**EXERCISE INSTRUCTIONS**
Output only the lines of the entries that follow, starting at the one with "code review support." and running down to the one with "pub mod summary;", both included and unchanged.

**RECORDS PROVIDED**
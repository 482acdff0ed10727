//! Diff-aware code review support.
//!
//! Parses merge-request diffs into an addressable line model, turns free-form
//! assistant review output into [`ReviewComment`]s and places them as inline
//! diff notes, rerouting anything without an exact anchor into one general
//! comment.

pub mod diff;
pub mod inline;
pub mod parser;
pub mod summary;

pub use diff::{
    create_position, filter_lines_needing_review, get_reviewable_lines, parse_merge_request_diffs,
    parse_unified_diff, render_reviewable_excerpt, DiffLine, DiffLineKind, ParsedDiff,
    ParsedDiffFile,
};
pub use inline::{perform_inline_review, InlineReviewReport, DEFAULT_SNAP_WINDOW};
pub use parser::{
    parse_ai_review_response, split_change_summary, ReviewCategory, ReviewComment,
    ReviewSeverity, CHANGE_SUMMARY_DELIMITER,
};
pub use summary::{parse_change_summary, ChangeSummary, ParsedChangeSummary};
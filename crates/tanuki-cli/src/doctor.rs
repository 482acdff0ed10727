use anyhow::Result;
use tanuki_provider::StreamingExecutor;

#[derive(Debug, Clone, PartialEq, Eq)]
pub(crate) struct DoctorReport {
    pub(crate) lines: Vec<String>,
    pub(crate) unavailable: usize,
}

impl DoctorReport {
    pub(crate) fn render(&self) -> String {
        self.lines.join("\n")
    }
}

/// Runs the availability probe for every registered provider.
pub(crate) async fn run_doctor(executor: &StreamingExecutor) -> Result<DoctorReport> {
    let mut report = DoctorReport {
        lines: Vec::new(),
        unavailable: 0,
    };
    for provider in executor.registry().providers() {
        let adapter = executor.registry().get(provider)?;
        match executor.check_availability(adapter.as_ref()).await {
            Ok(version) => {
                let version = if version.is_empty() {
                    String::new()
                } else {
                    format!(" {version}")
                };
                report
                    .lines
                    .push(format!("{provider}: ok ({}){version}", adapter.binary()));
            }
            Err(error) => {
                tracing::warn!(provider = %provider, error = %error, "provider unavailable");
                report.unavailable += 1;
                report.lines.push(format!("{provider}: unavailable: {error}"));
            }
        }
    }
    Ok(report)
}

**SOLUTION FOR THIS TASK**
//! Diff-aware code review support.
//!
//! Parses merge-request diffs into an addressable line model, turns free-form
//! assistant review output into [`ReviewComment`]s and places them as inline
//! diff notes, rerouting anything without an exact anchor into one general
//! comment.

pub mod diff;
pub mod inline;
pub mod parser;
pub mod summary;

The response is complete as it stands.